Leserbriefe / 13.11.2014 • 18:28 Uhr / 2 Minuten Lesezeit

Es gibt eine Partei in Österreich, die die Menschen in ihrer Not unterstützen will, ihre Wut aber für sich nützen will („Wir verstehen eure Wut“ war ein Wahlslogan) und sie dazu bringt, andere als Schuldige zu definieren, die nichts dafür können und selbst in einer äußerst schwierigen Lage sind. Besteht da gar keine Empathie – kein soziales Empfinden – für andere Menschen, die grauenvollen Lebensumständen entfliehen wollten; ist für sie unsere christliche Religion, die Nächsten- und Fremdenliebe predigt, ein Vehikel, um Egoismus, unsolidarisches Verhalten, die eigene Kultur und das eigene Wohlbefinden über alles andere zu stellen (Sozialleistungen für Österreicher, nicht für Sozialschmarotzer, ist ihre Devise). Niemand löst irgendein Problem mit solchen Aggressionen und Ausgrenzungen. Es darf nicht wieder zu der Einstellung kommen, dass man aufgrund der Farbe, Sprache oder Kultur über anderen steht! Das hatten wir schon einmal mit katastrophalen Auswirkungen.

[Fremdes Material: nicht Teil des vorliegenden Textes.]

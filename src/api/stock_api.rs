// ==========================================
// 轮胎库存上报系统 - 库存上报 API
// ==========================================
// 职责: 封装上传/解析/导出/上报/清理，统一密码校验
// 红线: 每个操作先校验密码；配置在构造时注入，不读取全局状态
// ==========================================

use crate::api::error::{ApiError, ApiResult};
use crate::config::{AppConfig, GroupConfig};
use crate::domain::stock::{ParseOutcome, VendorResponse};
use crate::export::error::ExportError;
use crate::export::group_report::{GroupReportBuilder, FILENAME_PREFIX as REPORT_PREFIX};
use crate::export::{artifact_filename, VendorCsvExporter};
use crate::importer::StockImporter;
use crate::repository::{JsonFileStore, ProcessedStore, UploadStore};
use crate::services::vendor_upload::{PirelliApiClient, VendorUploader};
use chrono::Local;
use serde::{Deserialize, Serialize};
use std::path::Path;
use std::sync::Arc;
use tracing::{info, instrument, warn};

/// 允许上传的文件扩展名
pub const ALLOWED_EXTENSIONS: [&str; 2] = ["xlsx", "csv"];

pub const CSV_CONTENT_TYPE: &str = "text/csv; charset=utf-8";
pub const XLSX_CONTENT_TYPE: &str =
    "application/vnd.openxmlformats-officedocument.spreadsheetml.sheet";

/// 下载产物
#[derive(Debug, Clone)]
pub struct DownloadArtifact {
    pub filename: String,
    pub content_type: &'static str,
    pub bytes: Vec<u8>,
}

/// 清理结果
#[derive(Debug, Clone, Copy, PartialEq, Eq, Serialize, Deserialize)]
pub struct ClearSummary {
    pub upload_removed: usize,
    pub processed_removed: usize,
}

// ==========================================
// StockApi - 库存上报 API
// ==========================================
pub struct StockApi {
    admin_password: String,
    importer: StockImporter,
    csv_exporter: VendorCsvExporter,
    report_config: GroupConfig,
    upload_store: UploadStore,
    processed_store: Arc<dyn ProcessedStore>,
    uploader: Option<Arc<dyn VendorUploader>>,
}

impl StockApi {
    /// 根据配置创建 API（登录名/令牌已配置时创建 Pirelli 客户端）
    pub fn from_config(config: AppConfig) -> ApiResult<Self> {
        let uploader: Option<Arc<dyn VendorUploader>> = if config.vendor.is_configured() {
            Some(Arc::new(PirelliApiClient::new(&config.vendor)?))
        } else {
            warn!("Pirelli 登录名/令牌未配置，上报功能不可用");
            None
        };
        Self::new(config, uploader)
    }

    /// 显式注入上报客户端（测试中可传入内存实现）
    pub fn new(config: AppConfig, uploader: Option<Arc<dyn VendorUploader>>) -> ApiResult<Self> {
        let upload_store = UploadStore::new(&config.upload_dir)?;
        let processed_store: Arc<dyn ProcessedStore> =
            Arc::new(JsonFileStore::new(&config.processed_dir)?);

        Ok(Self {
            admin_password: config.admin_password,
            importer: StockImporter::new(config.parser),
            csv_exporter: VendorCsvExporter::new(config.vendor.customer_code),
            report_config: config.report,
            upload_store,
            processed_store,
            uploader,
        })
    }

    // ==========================================
    // 访问控制
    // ==========================================

    pub fn check_password(&self, password: &str) -> ApiResult<()> {
        if password == self.admin_password {
            Ok(())
        } else {
            warn!("密码校验失败");
            Err(ApiError::Unauthorized)
        }
    }

    // ==========================================
    // 上传与解析
    // ==========================================

    /// 保存上传文件，返回存储文件名
    #[instrument(skip(self, password, bytes), fields(bytes = bytes.len()))]
    pub fn save_upload(&self, password: &str, original_name: &str, bytes: &[u8]) -> ApiResult<String> {
        self.check_password(password)?;

        let ext = Path::new(original_name)
            .extension()
            .and_then(|e| e.to_str())
            .unwrap_or("")
            .to_lowercase();
        if !ALLOWED_EXTENSIONS.contains(&ext.as_str()) {
            return Err(ApiError::InvalidInput(format!(
                "只能上传 .xlsx 或 .csv 文件: {}",
                original_name
            )));
        }
        if bytes.is_empty() {
            return Err(ApiError::InvalidInput("上传文件为空".to_string()));
        }

        Ok(self.upload_store.save(original_name, bytes, &Local::now())?)
    }

    /// 解析已上传的文件并保存结果
    #[instrument(skip(self, password))]
    pub fn process(&self, password: &str, filename: &str) -> ApiResult<ParseOutcome> {
        self.check_password(password)?;

        let path = self.upload_store.path_of(filename)?;
        let outcome = self.importer.import_file(&path, filename)?;
        self.processed_store.save(&outcome.key, &outcome)?;

        info!(
            key = %outcome.key,
            valid = outcome.stats.valid_rows,
            invalid = outcome.stats.invalid_rows,
            vendor = outcome.stats.vendor_count,
            "文件已处理"
        );
        Ok(outcome)
    }

    // ==========================================
    // 导出与上报
    // ==========================================

    /// 下载供应商 CSV
    #[instrument(skip(self, password))]
    pub fn vendor_csv(&self, password: &str, key: &str) -> ApiResult<DownloadArtifact> {
        self.check_password(password)?;

        let outcome = self.processed_store.load(key)?;
        let bytes = self.csv_exporter.generate_export(&outcome.vendor_items)?;

        Ok(DownloadArtifact {
            filename: self.csv_exporter.filename(&Local::now()),
            content_type: CSV_CONTENT_TYPE,
            bytes,
        })
    }

    /// 校验并上报供应商
    #[instrument(skip(self, password))]
    pub async fn send_to_vendor(&self, password: &str, key: &str) -> ApiResult<VendorResponse> {
        self.check_password(password)?;

        let uploader = self.uploader.as_ref().ok_or(ApiError::VendorNotConfigured)?;
        let outcome = self.processed_store.load(key)?;

        let bytes = match self.csv_exporter.prepare_upload(&outcome.vendor_items) {
            Ok(bytes) => bytes,
            Err(ExportError::NoItems) => {
                return Err(ApiError::InvalidInput("没有可上报的 Pirelli 数据".to_string()))
            }
            Err(e) => return Err(e.into()),
        };

        let filename = self.csv_exporter.filename(&Local::now());
        let response = uploader.upload(bytes, &filename).await?;
        info!(file = %filename, status = response.status, "上报完成");
        Ok(response)
    }

    /// 下载分组汇总报表
    #[instrument(skip(self, password))]
    pub fn group_report(&self, password: &str, key: &str) -> ApiResult<DownloadArtifact> {
        self.check_password(password)?;

        let outcome = self.processed_store.load(key)?;
        let report = GroupReportBuilder.build(&outcome.all_items, &self.report_config);
        let bytes = report.to_xlsx()?;

        Ok(DownloadArtifact {
            filename: artifact_filename(
                REPORT_PREFIX,
                self.csv_exporter.customer_code(),
                &Local::now(),
                "xlsx",
            ),
            content_type: XLSX_CONTENT_TYPE,
            bytes,
        })
    }

    // ==========================================
    // 清理
    // ==========================================

    /// 删除全部上传文件与解析结果
    #[instrument(skip(self, password))]
    pub fn clear(&self, password: &str) -> ApiResult<ClearSummary> {
        self.check_password(password)?;

        let summary = ClearSummary {
            upload_removed: self.upload_store.clear()?,
            processed_removed: self.processed_store.clear()?,
        };
        info!(
            upload_removed = summary.upload_removed,
            processed_removed = summary.processed_removed,
            "清理完成"
        );
        Ok(summary)
    }

    pub fn vendor_enabled(&self) -> bool {
        self.uploader.is_some()
    }
}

Wenn ich mir so manche Aussage anhören muss, schüttelt es mich durch, dass dermaßen rassistische Aussagen wieder möglich sind. Manch ein Thema, das diese Partei aufgreift, bedrückt viele von uns. Aber hoffentlich nur wenige Österreicher fühlen sich angesprochen, wenn Politik auf dem Rücken von Schwachen und Unterstützung brauchenden Menschen gemacht wird. Das entspricht nicht unserer Kultur, die auf einer solidarischen Demokratie und Vielfalt aufbaut.